Gedeeltelijke toegang wordt van geval tot geval verleend en als aan de volgende criteria wordt voldaan: (1) de persoon is volledig gekwalificeerd om in zijn land van oorsprong het beroep uit te oefenen waarvoor hij gedeeltelijke toegang wenst, (2) de verschillen tussen de beroepsactiviteit in de lidstaat van oorsprong en de ontvangende lidstaat zijn zo groot dat een volledig onderwijs- en opleidingsprogramma in de ontvangende lidstaat vereist is om toegang te hebben tot het volledige gereglementeerde beroep in de ontvangende lidstaat, en (3) de beroepsactiviteit kan worden gescheiden van andere activiteiten die onder het gereglementeerde beroep in de ontvangende lidstaat vallen.
Terwijl in het onderhavige geval aan het eerste en derde criterium is voldaan, vormt het tweede criterium een belemmering voor de toepassing van gedeeltelijke toegang. In de onderhavige situatie bevonden de beroepsbeoefenaren zich in een grijs gebied waar compenserende maatregelen onevenredig waren, terwijl volledige erkenning ook niet mogelijk was. Om het EU-recht in dit geval optimaal te laten functioneren, moest het tweede criterium uit het artikel over gedeeltelijke toegang in de richtlijn betreffende de erkenning van beroepskwalificaties buiten toepassing worden gelaten. In het onderhavige geval lijkt aan de kant van Noordrijn-Westfalen te zijn besloten om het beperkende criterium dat een volledig onderwijs- en opleidingsprogramma moet worden opgelegd (in plaats van compenserende maatregelen), niet toe te passen.

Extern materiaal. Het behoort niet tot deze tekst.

//! Configuration loader and path helpers.
//!
//! Uses Figment to merge built-in defaults + `config.toml` + `config.<env>.toml`
//! + `APP_*` env vars (nested keys separated by `__`, e.g. `APP_RETRIEVAL__K=5`).
//! Provides helpers to expand `~` and `${VAR}` and to resolve relative paths
//! against a known base directory.

use figment::{
    providers::{Env, Format, Serialized, Toml},
    Figment,
};
use serde::{Deserialize, Serialize};
use std::env;
use std::path::{Path, PathBuf};

use crate::error::{Error, Result};

pub const ABSTENTION_TEXT: &str = "Ich weiß es nicht auf Basis der vorliegenden Quellen.";
pub const BASELINE_ABSTENTION_TEXT: &str = "Ich weiß es nicht.";

pub struct Config {
    figment: Figment,
}

impl Config {
    pub fn load() -> anyhow::Result<Self> {
        let env_name = env::var("RUST_ENV").unwrap_or_else(|_| "dev".to_string());
        Self::load_for_env(&env_name)
    }

    pub fn load_for_env(env_name: &str) -> anyhow::Result<Self> {
        let mut figment = Figment::new()
            .merge(Serialized::defaults(Settings::default()))
            .merge(Toml::file("config.toml"));
        match env_name {
            "dev" | "development" => figment = figment.merge(Toml::file("config.dev.toml")),
            "prod" | "production" => figment = figment.merge(Toml::file("config.prod.toml")),
            "test" | "testing" => figment = figment.merge(Toml::file("config.test.toml")),
            other => tracing::debug!(env = other, "no environment-specific config file for this RUST_ENV"),
        }
        figment = figment.merge(Env::prefixed("APP_").split("__"));
        Ok(Self { figment })
    }

    pub fn get<T>(&self, key: &str) -> anyhow::Result<T>
    where
        T: serde::de::DeserializeOwned,
    {
        self.figment
            .extract_inner(key)
            .map_err(|e| anyhow::anyhow!("Failed to get '{}': {}", key, e))
    }

    /// Typed view of the whole configuration, validated.
    pub fn settings(&self) -> Result<Settings> {
        let settings: Settings = self.figment.extract().map_err(|e| Error::InvalidConfig(e.to_string()))?;
        settings.validate()?;
        Ok(settings)
    }
}

#[derive(Debug, Clone, Default, PartialEq, Serialize, Deserialize)]
pub struct Settings {
    pub data: DataSettings,
    pub retrieval: RetrievalSettings,
    pub ingest: IngestSettings,
    pub model: ModelSettings,
    pub answer: AnswerSettings,
}

#[derive(Debug, Clone, PartialEq, Serialize, Deserialize)]
pub struct DataSettings {
    pub raw_dir: String,
    pub lancedb_dir: String,
    pub table: String,
    pub eval_dir: String,
}

impl Default for DataSettings {
    fn default() -> Self {
        Self {
            raw_dir: "data/raw".to_string(),
            lancedb_dir: "vectorstore/lancedb".to_string(),
            table: "documents".to_string(),
            eval_dir: "eval".to_string(),
        }
    }
}

impl DataSettings {
    pub fn raw_dir(&self, base: &Path) -> PathBuf { resolve_with_base(base, &self.raw_dir) }
    pub fn lancedb_dir(&self, base: &Path) -> PathBuf { resolve_with_base(base, &self.lancedb_dir) }
    pub fn eval_dir(&self, base: &Path) -> PathBuf { resolve_with_base(base, &self.eval_dir) }
}

/// Diversity-aware retrieval parameters and the structural abstention threshold.
#[derive(Debug, Clone, PartialEq, Serialize, Deserialize)]
pub struct RetrievalSettings {
    /// Fragments returned after MMR selection.
    pub k: usize,
    /// Candidates over-fetched from the index before MMR.
    pub fetch_k: usize,
    /// 0.0 = maximum diversity, 1.0 = maximum relevance.
    pub lambda_mult: f32,
    /// Fewer fragments than this forces an abstention.
    pub min_docs: usize,
}

impl Default for RetrievalSettings {
    fn default() -> Self {
        Self { k: 8, fetch_k: 30, lambda_mult: 0.5, min_docs: 2 }
    }
}

#[derive(Debug, Clone, PartialEq, Serialize, Deserialize)]
pub struct IngestSettings {
    pub chunk_size: usize,
    pub chunk_overlap: usize,
    pub batch_size: usize,
}

impl Default for IngestSettings {
    fn default() -> Self {
        Self { chunk_size: 500, chunk_overlap: 100, batch_size: 50 }
    }
}

#[derive(Debug, Clone, PartialEq, Serialize, Deserialize)]
pub struct ModelSettings {
    pub chat_model: String,
    pub embed_model: String,
    pub embed_dim: usize,
    pub temperature: f32,
    /// OpenAI-compatible endpoint; the client default is used when unset.
    #[serde(default)]
    pub api_base: Option<String>,
}

impl Default for ModelSettings {
    fn default() -> Self {
        Self {
            chat_model: "gpt-4.1-nano".to_string(),
            embed_model: "text-embedding-3-small".to_string(),
            embed_dim: 1536,
            temperature: 0.0,
            api_base: None,
        }
    }
}

#[derive(Debug, Clone, PartialEq, Serialize, Deserialize)]
pub struct AnswerSettings {
    pub abstention_text: String,
    pub baseline_abstention_text: String,
    pub sentence_style: String,
    pub language: String,
}

impl Default for AnswerSettings {
    fn default() -> Self {
        Self {
            abstention_text: ABSTENTION_TEXT.to_string(),
            baseline_abstention_text: BASELINE_ABSTENTION_TEXT.to_string(),
            sentence_style: "ein bis zwei kurzen, präzisen Sätzen".to_string(),
            language: "Deutsch".to_string(),
        }
    }
}

impl Settings {
    pub fn validate(&self) -> Result<()> {
        let r = &self.retrieval;
        if r.k == 0 {
            return Err(Error::InvalidConfig("retrieval.k must be at least 1".into()));
        }
        if r.fetch_k < r.k {
            return Err(Error::InvalidConfig(format!("retrieval.fetch_k ({}) must be >= retrieval.k ({})", r.fetch_k, r.k)));
        }
        if !(0.0..=1.0).contains(&r.lambda_mult) {
            return Err(Error::InvalidConfig(format!("retrieval.lambda_mult must be within [0, 1], got {}", r.lambda_mult)));
        }
        let i = &self.ingest;
        if i.chunk_size == 0 || i.chunk_overlap >= i.chunk_size {
            return Err(Error::InvalidConfig(format!("ingest.chunk_overlap ({}) must be smaller than ingest.chunk_size ({})", i.chunk_overlap, i.chunk_size)));
        }
        if i.batch_size == 0 {
            return Err(Error::InvalidConfig("ingest.batch_size must be at least 1".into()));
        }
        if self.model.embed_dim == 0 {
            return Err(Error::InvalidConfig("model.embed_dim must be at least 1".into()));
        }
        if self.answer.abstention_text.trim().is_empty() {
            return Err(Error::InvalidConfig("answer.abstention_text must not be empty".into()));
        }
        Ok(())
    }
}

/// Expand a user-provided path string:
/// - Expands leading '~' to the user's home directory
/// - Expands ${VAR} and $VAR environment variables
/// - Returns a PathBuf without attempting to canonicalize
pub fn expand_path<S: AsRef<str>>(input: S) -> PathBuf {
    let s = input.as_ref();
    let expanded_env = shellexpand::env(s).unwrap_or(std::borrow::Cow::Borrowed(s));
    let expanded = shellexpand::tilde(&expanded_env);
    PathBuf::from(expanded.as_ref())
}

/// Resolve a possibly relative path against a given base directory after expansion.
/// If `p` is absolute, it's returned as-is; otherwise `base.join(p)` is returned.
pub fn resolve_with_base<S: AsRef<str>>(base: &Path, p: S) -> PathBuf {
    let p = expand_path(p);
    if p.is_absolute() { p } else { base.join(p) }
}
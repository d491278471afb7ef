//! LanceDB-backed fragment storage: ingestion writer and diversity-aware retriever.

pub mod mmr;
pub mod schema;
pub mod search;
pub mod table;
pub mod writer;

pub use search::LanceRetriever;
pub use writer::LanceFragmentWriter;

Een dergelijke beslissing maakt de toepassing van gedeeltelijke toegang mogelijk voor beroepsbeoefenaren die een deel van het beroep Erzieher/in willen uitoefenen en komt dus de grensoverschrijdende mobiliteit ten goede.
Resultaat procedure
Het laatste bericht dat in deze zaak werd ontvangen, bevestigde dat de mogelijkheid van gedeeltelijke toegang beschikbaar werd gemaakt voor personen die als kinderverzorger in Noordrijn-Westfalen willen werken (d.w.z. toegang tot een deel van het beroep Erzieher/in). In dit geval betekent de toepassing van dit principe dat elke persoon die in Nederland volledig gekwalificeerd is om in de kinderopvang te werken, enkel in de kinderopvang in Noordrijn-Westfalen als Erzieher/in kan werken. Desalniettemin moeten beroepsbeoefenaren, voordat gedeeltelijke toegang kan worden verleend, een bewijs van hun taalvaardigheid overleggen om daadwerkelijk toegang tot het beroep te krijgen.
Opmerkingen
[1]See WDR, ‘GEW: in NRW fehlen 15.000 Kita-Fachkräfte’.
[2]Directive 2005/36/EC of the European Parliament and of the Council of 7 September 2005 on the recognition of professional qualifications, [2005] OJ L 255/22 as amended by Directive 2013/55/EU of the European Parliament and of the Council of 20 November 2013 amending Directive 2005/36/EC on the recognition of professional qualifications and Regulation (EU) No 1024/2012 on administrative cooperation through the Internal Market Information System (‘the IMI Regulation’), [2013] OJ L 354/132.
[3] Article 4(f) Professional Qualifications Directive.